▶ [WHAT NEEDS TO BE DONE] What lines of the data below include the word "with"? Report them by copying each.

Data records:
════════════════
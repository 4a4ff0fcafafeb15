//! Bitmap text rendering.
//!
//! Draws ASCII text from an embedded 5x7 font at integer scale factors, with
//! optional rotation. Rotated text is rasterized by inverse-mapping each
//! destination pixel back into the unrotated glyph strip, so 45 degree
//! labels stay solid.

use crate::color::Rgba;
use crate::framebuffer::Framebuffer;

/// Glyph width in font pixels.
pub const GLYPH_W: u32 = 5;
/// Glyph height in font pixels.
pub const GLYPH_H: u32 = 7;
/// Horizontal advance per character (glyph plus one column of spacing).
pub const ADVANCE: u32 = 6;
/// Nominal line height used to convert point sizes into scale factors.
pub const LINE_H: u32 = 9;

/// Glyph rows for ASCII 32..=126; each row's lower 5 bits are pixels, MSB left.
#[rustfmt::skip]
const FONT_5X7: [[u8; 7]; 95] = [
    [0x00,0x00,0x00,0x00,0x00,0x00,0x00], // 32 ' '
    [0x04,0x04,0x04,0x04,0x04,0x00,0x04], // 33 '!'
    [0x0A,0x0A,0x0A,0x00,0x00,0x00,0x00], // 34 '"'
    [0x0A,0x0A,0x1F,0x0A,0x1F,0x0A,0x0A], // 35 '#'
    [0x04,0x0F,0x14,0x0E,0x05,0x1E,0x04], // 36 '$'
    [0x18,0x19,0x02,0x04,0x08,0x13,0x03], // 37 '%'
    [0x0C,0x12,0x14,0x08,0x15,0x12,0x0D], // 38 '&'
    [0x04,0x04,0x08,0x00,0x00,0x00,0x00], // 39 '''
    [0x02,0x04,0x08,0x08,0x08,0x04,0x02], // 40 '('
    [0x08,0x04,0x02,0x02,0x02,0x04,0x08], // 41 ')'
    [0x00,0x04,0x15,0x0E,0x15,0x04,0x00], // 42 '*'
    [0x00,0x04,0x04,0x1F,0x04,0x04,0x00], // 43 '+'
    [0x00,0x00,0x00,0x00,0x00,0x04,0x08], // 44 ','
    [0x00,0x00,0x00,0x1F,0x00,0x00,0x00], // 45 '-'
    [0x00,0x00,0x00,0x00,0x00,0x00,0x04], // 46 '.'
    [0x00,0x01,0x02,0x04,0x08,0x10,0x00], // 47 '/'
    [0x0E,0x11,0x13,0x15,0x19,0x11,0x0E], // 48 '0'
    [0x04,0x0C,0x04,0x04,0x04,0x04,0x0E], // 49 '1'
    [0x0E,0x11,0x01,0x02,0x04,0x08,0x1F], // 50 '2'
    [0x1F,0x02,0x04,0x02,0x01,0x11,0x0E], // 51 '3'
    [0x02,0x06,0x0A,0x12,0x1F,0x02,0x02], // 52 '4'
    [0x1F,0x10,0x1E,0x01,0x01,0x11,0x0E], // 53 '5'
    [0x06,0x08,0x10,0x1E,0x11,0x11,0x0E], // 54 '6'
    [0x1F,0x01,0x02,0x04,0x08,0x08,0x08], // 55 '7'
    [0x0E,0x11,0x11,0x0E,0x11,0x11,0x0E], // 56 '8'
    [0x0E,0x11,0x11,0x0F,0x01,0x02,0x0C], // 57 '9'
    [0x00,0x00,0x04,0x00,0x00,0x04,0x00], // 58 ':'
    [0x00,0x00,0x04,0x00,0x00,0x04,0x08], // 59 ';'
    [0x02,0x04,0x08,0x10,0x08,0x04,0x02], // 60 '<'
    [0x00,0x00,0x1F,0x00,0x1F,0x00,0x00], // 61 '='
    [0x08,0x04,0x02,0x01,0x02,0x04,0x08], // 62 '>'
    [0x0E,0x11,0x01,0x02,0x04,0x00,0x04], // 63 '?'
    [0x0E,0x11,0x17,0x15,0x17,0x10,0x0E], // 64 '@'
    [0x0E,0x11,0x11,0x1F,0x11,0x11,0x11], // 65 'A'
    [0x1E,0x11,0x11,0x1E,0x11,0x11,0x1E], // 66 'B'
    [0x0E,0x11,0x10,0x10,0x10,0x11,0x0E], // 67 'C'
    [0x1C,0x12,0x11,0x11,0x11,0x12,0x1C], // 68 'D'
    [0x1F,0x10,0x10,0x1E,0x10,0x10,0x1F], // 69 'E'
    [0x1F,0x10,0x10,0x1E,0x10,0x10,0x10], // 70 'F'
    [0x0E,0x11,0x10,0x17,0x11,0x11,0x0F], // 71 'G'
    [0x11,0x11,0x11,0x1F,0x11,0x11,0x11], // 72 'H'
    [0x0E,0x04,0x04,0x04,0x04,0x04,0x0E], // 73 'I'
    [0x07,0x02,0x02,0x02,0x02,0x12,0x0C], // 74 'J'
    [0x11,0x12,0x14,0x18,0x14,0x12,0x11], // 75 'K'
    [0x10,0x10,0x10,0x10,0x10,0x10,0x1F], // 76 'L'
    [0x11,0x1B,0x15,0x15,0x11,0x11,0x11], // 77 'M'
    [0x11,0x11,0x19,0x15,0x13,0x11,0x11], // 78 'N'
    [0x0E,0x11,0x11,0x11,0x11,0x11,0x0E], // 79 'O'
    [0x1E,0x11,0x11,0x1E,0x10,0x10,0x10], // 80 'P'
    [0x0E,0x11,0x11,0x11,0x15,0x12,0x0D], // 81 'Q'
    [0x1E,0x11,0x11,0x1E,0x14,0x12,0x11], // 82 'R'
    [0x0F,0x10,0x10,0x0E,0x01,0x01,0x1E], // 83 'S'
    [0x1F,0x04,0x04,0x04,0x04,0x04,0x04], // 84 'T'
    [0x11,0x11,0x11,0x11,0x11,0x11,0x0E], // 85 'U'
    [0x11,0x11,0x11,0x11,0x11,0x0A,0x04], // 86 'V'
    [0x11,0x11,0x11,0x15,0x15,0x1B,0x11], // 87 'W'
    [0x11,0x11,0x0A,0x04,0x0A,0x11,0x11], // 88 'X'
    [0x11,0x11,0x0A,0x04,0x04,0x04,0x04], // 89 'Y'
    [0x1F,0x01,0x02,0x04,0x08,0x10,0x1F], // 90 'Z'
    [0x0E,0x08,0x08,0x08,0x08,0x08,0x0E], // 91 '['
    [0x00,0x10,0x08,0x04,0x02,0x01,0x00], // 92 '\'
    [0x0E,0x02,0x02,0x02,0x02,0x02,0x0E], // 93 ']'
    [0x04,0x0A,0x11,0x00,0x00,0x00,0x00], // 94 '^'
    [0x00,0x00,0x00,0x00,0x00,0x00,0x1F], // 95 '_'
    [0x08,0x04,0x02,0x00,0x00,0x00,0x00], // 96 '`'
    [0x00,0x00,0x0E,0x01,0x0F,0x11,0x0F], // 97 'a'
    [0x10,0x10,0x16,0x19,0x11,0x11,0x1E], // 98 'b'
    [0x00,0x00,0x0E,0x10,0x10,0x11,0x0E], // 99 'c'
    [0x01,0x01,0x0D,0x13,0x11,0x11,0x0F], // 100 'd'
    [0x00,0x00,0x0E,0x11,0x1F,0x10,0x0E], // 101 'e'
    [0x06,0x09,0x08,0x1C,0x08,0x08,0x08], // 102 'f'
    [0x00,0x00,0x0F,0x11,0x0F,0x01,0x0E], // 103 'g'
    [0x10,0x10,0x16,0x19,0x11,0x11,0x11], // 104 'h'
    [0x04,0x00,0x0C,0x04,0x04,0x04,0x0E], // 105 'i'
    [0x02,0x00,0x06,0x02,0x02,0x12,0x0C], // 106 'j'
    [0x10,0x10,0x12,0x14,0x18,0x14,0x12], // 107 'k'
    [0x0C,0x04,0x04,0x04,0x04,0x04,0x0E], // 108 'l'
    [0x00,0x00,0x1A,0x15,0x15,0x11,0x11], // 109 'm'
    [0x00,0x00,0x16,0x19,0x11,0x11,0x11], // 110 'n'
    [0x00,0x00,0x0E,0x11,0x11,0x11,0x0E], // 111 'o'
    [0x00,0x00,0x1E,0x11,0x1E,0x10,0x10], // 112 'p'
    [0x00,0x00,0x0D,0x13,0x0F,0x01,0x01], // 113 'q'
    [0x00,0x00,0x16,0x19,0x10,0x10,0x10], // 114 'r'
    [0x00,0x00,0x0E,0x10,0x0E,0x01,0x1E], // 115 's'
    [0x08,0x08,0x1C,0x08,0x08,0x09,0x06], // 116 't'
    [0x00,0x00,0x11,0x11,0x11,0x13,0x0D], // 117 'u'
    [0x00,0x00,0x11,0x11,0x11,0x0A,0x04], // 118 'v'
    [0x00,0x00,0x11,0x11,0x15,0x15,0x0A], // 119 'w'
    [0x00,0x00,0x11,0x0A,0x04,0x0A,0x11], // 120 'x'
    [0x00,0x00,0x11,0x11,0x0F,0x01,0x0E], // 121 'y'
    [0x00,0x00,0x1F,0x02,0x04,0x08,0x1F], // 122 'z'
    [0x02,0x04,0x04,0x08,0x04,0x04,0x02], // 123 '{'
    [0x04,0x04,0x04,0x04,0x04,0x04,0x04], // 124 '|'
    [0x08,0x04,0x04,0x02,0x04,0x04,0x08], // 125 '}'
    [0x00,0x00,0x08,0x15,0x02,0x00,0x00], // 126 '~'
];

/// Counter-clockwise text rotation.
#[derive(Debug, Clone, Copy, PartialEq, Eq, Default)]
pub enum Rotation {
    /// Horizontal, left to right.
    #[default]
    None,
    /// Rising to the right at 45 degrees.
    Deg45,
    /// Vertical, reading bottom to top.
    Deg90,
}

impl Rotation {
    fn radians(self) -> f32 {
        match self {
            Self::None => 0.0,
            Self::Deg45 => std::f32::consts::FRAC_PI_4,
            Self::Deg90 => std::f32::consts::FRAC_PI_2,
        }
    }
}

/// How text is drawn.
#[derive(Debug, Clone, Copy, PartialEq, Eq)]
pub struct TextStyle {
    /// Ink color.
    pub color: Rgba,
    /// Integer magnification of the 5x7 font (>= 1).
    pub scale: u32,
    /// Rotation applied around the text's top-left corner.
    pub rotation: Rotation,
}

impl TextStyle {
    /// Horizontal text at the given scale.
    #[must_use]
    pub fn new(color: Rgba, scale: u32) -> Self {
        Self { color, scale: scale.max(1), rotation: Rotation::None }
    }

    /// Same style with a rotation.
    #[must_use]
    pub fn rotated(mut self, rotation: Rotation) -> Self {
        self.rotation = rotation;
        self
    }
}

/// Font scale for a size in points at the given DPI.
#[must_use]
pub fn scale_for_points(points: f32, dpi: u32) -> u32 {
    let px = points * dpi as f32 / 72.0;
    ((px / LINE_H as f32).floor() as u32).max(1)
}

/// Unrotated width and height of `text` in pixels.
#[must_use]
pub fn measure(text: &str, scale: u32) -> (u32, u32) {
    let n = text.chars().count() as u32;
    if n == 0 {
        return (0, 0);
    }
    (n * ADVANCE * scale - scale, GLYPH_H * scale)
}

/// Rotated bounding box of the text strip: (min_x, min_y, max_x, max_y)
/// relative to the unrotated top-left corner.
fn rotated_box(w: f32, h: f32, rotation: Rotation) -> (f32, f32, f32, f32) {
    let (sin, cos) = rotation.radians().sin_cos();
    let corners = [(0.0, 0.0), (w, 0.0), (0.0, h), (w, h)];
    corners.iter().fold(
        (f32::INFINITY, f32::INFINITY, f32::NEG_INFINITY, f32::NEG_INFINITY),
        |(x0, y0, x1, y1), &(u, v)| {
            let dx = u * cos + v * sin;
            let dy = -u * sin + v * cos;
            (x0.min(dx), y0.min(dy), x1.max(dx), y1.max(dy))
        },
    )
}

/// Width and height of the rendered text after rotation.
#[must_use]
pub fn extent(text: &str, style: &TextStyle) -> (u32, u32) {
    let (w, h) = measure(text, style.scale);
    if w == 0 {
        return (0, 0);
    }
    let (x0, y0, x1, y1) = rotated_box(w as f32, h as f32, style.rotation);
    ((x1 - x0).round() as u32, (y1 - y0).round() as u32)
}

fn glyph_bits(ch: char) -> Option<&'static [u8; 7]> {
    let code = ch as u32;
    if (32..=126).contains(&code) {
        Some(&FONT_5X7[(code - 32) as usize])
    } else {
        None
    }
}

/// Whether the unrotated text strip is inked at font-space point (u, v).
fn ink_at(chars: &[char], scale: u32, u: f32, v: f32) -> bool {
    if u < 0.0 || v < 0.0 {
        return false;
    }
    let (u, v) = (u as u32 / scale, v as u32 / scale);
    let index = (u / ADVANCE) as usize;
    let col = u % ADVANCE;
    if col >= GLYPH_W || v >= GLYPH_H {
        return false;
    }
    chars
        .get(index)
        .and_then(|&ch| glyph_bits(ch))
        .is_some_and(|rows| rows[v as usize] & (0x10 >> col) != 0)
}

/// Draw `text` so that its rotated bounding box has its top-left at (x, y).
///
/// Characters outside printable ASCII render as blanks.
pub fn draw_text(fb: &mut Framebuffer, x: i32, y: i32, text: &str, style: &TextStyle) {
    let chars: Vec<char> = text.chars().collect();
    let (w, h) = measure(text, style.scale);
    if w == 0 {
        return;
    }

    if style.rotation == Rotation::None {
        for py in 0..h {
            for px in 0..w {
                if ink_at(&chars, style.scale, px as f32, py as f32) {
                    fb.set_pixel_i32(x + px as i32, y + py as i32, style.color);
                }
            }
        }
        return;
    }

    let (sin, cos) = style.rotation.radians().sin_cos();
    let (min_x, min_y, _, _) = rotated_box(w as f32, h as f32, style.rotation);
    let (box_w, box_h) = extent(text, style);

    for py in 0..=box_h {
        for px in 0..=box_w {
            let dx = px as f32 + 0.5 + min_x;
            let dy = py as f32 + 0.5 + min_y;
            let u = dx * cos - dy * sin;
            let v = dx * sin + dy * cos;
            if u < w as f32 && v < h as f32 && ink_at(&chars, style.scale, u, v) {
                fb.set_pixel_i32(x + px as i32, y + py as i32, style.color);
            }
        }
    }
}

#[cfg(test)]
mod tests {
    use super::*;

    fn ink_count(fb: &Framebuffer) -> usize {
        let mut n = 0;
        for y in 0..fb.height() {
            for x in 0..fb.width() {
                if fb.get_pixel(x, y) == Some(Rgba::BLACK) {
                    n += 1;
                }
            }
        }
        n
    }

    #[test]
    fn test_measure() {
        assert_eq!(measure("", 1), (0, 0));
        assert_eq!(measure("Mon", 1), (17, 7));
        assert_eq!(measure("Mon", 2), (34, 14));
    }

    #[test]
    fn test_scale_for_points() {
        // 16.2pt at 64 dpi is ~14px: still the base font
        assert_eq!(scale_for_points(16.2, 64), 1);
        assert_eq!(scale_for_points(7.0, 64), 1);
        assert_eq!(scale_for_points(24.0, 72), 2);
    }

    #[test]
    fn test_extent_rotations() {
        let style = TextStyle::new(Rgba::BLACK, 1);
        assert_eq!(extent("Day", &style), (17, 7));
        assert_eq!(extent("Day", &style.rotated(Rotation::Deg90)), (7, 17));
        let (w, h) = extent("00:00", &style.rotated(Rotation::Deg45));
        assert_eq!(w, h);
        assert!(w > 20 && w < 30, "45 degree extent was {w}");
    }

    #[test]
    fn test_draw_text_inks_pixels() {
        let mut fb = Framebuffer::new(40, 12).unwrap();
        fb.clear(Rgba::WHITE);
        draw_text(&mut fb, 1, 1, "Mon", &TextStyle::new(Rgba::BLACK, 1));
        assert!(ink_count(&fb) > 20);
        // 'M' has its top-left pixel set
        assert_eq!(fb.get_pixel(1, 1), Some(Rgba::BLACK));
        // Nothing drawn right of the measured width
        assert_eq!(fb.get_pixel(19, 4), Some(Rgba::WHITE));
    }

    #[test]
    fn test_rotated_90_keeps_ink() {
        let style = TextStyle::new(Rgba::BLACK, 1);
        let mut flat = Framebuffer::new(40, 40).unwrap();
        flat.clear(Rgba::WHITE);
        draw_text(&mut flat, 0, 0, "Hour", &style);

        let mut vertical = Framebuffer::new(40, 40).unwrap();
        vertical.clear(Rgba::WHITE);
        draw_text(&mut vertical, 0, 0, "Hour", &style.rotated(Rotation::Deg90));

        assert_eq!(ink_count(&flat), ink_count(&vertical));
        let bounds = vertical.content_bounds(Rgba::WHITE).unwrap();
        assert!(bounds.width <= 7 && bounds.height <= 23);
    }

    #[test]
    fn test_rotated_45_stays_in_extent() {
        let style = TextStyle::new(Rgba::BLACK, 1).rotated(Rotation::Deg45);
        let mut fb = Framebuffer::new(60, 60).unwrap();
        fb.clear(Rgba::WHITE);
        draw_text(&mut fb, 10, 10, "12:00", &style);

        let (w, h) = extent("12:00", &style);
        let bounds = fb.content_bounds(Rgba::WHITE).unwrap();
        assert!(bounds.x >= 10 && bounds.y >= 10);
        assert!(bounds.right() <= 10 + w + 1 && bounds.bottom() <= 10 + h + 1);
        assert!(ink_count(&fb) > 15);
    }

    #[test]
    fn test_non_ascii_is_blank() {
        let mut fb = Framebuffer::new(10, 10).unwrap();
        fb.clear(Rgba::WHITE);
        draw_text(&mut fb, 0, 0, "\u{e9}", &TextStyle::new(Rgba::BLACK, 1));
        assert_eq!(fb.content_bounds(Rgba::WHITE), None);
    }
}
════════════════
▶ [EXPECTED ANSWER]
//! Draws ASCII text from an embedded 5x7 font at integer scale factors, with
    /// Same style with a rotation.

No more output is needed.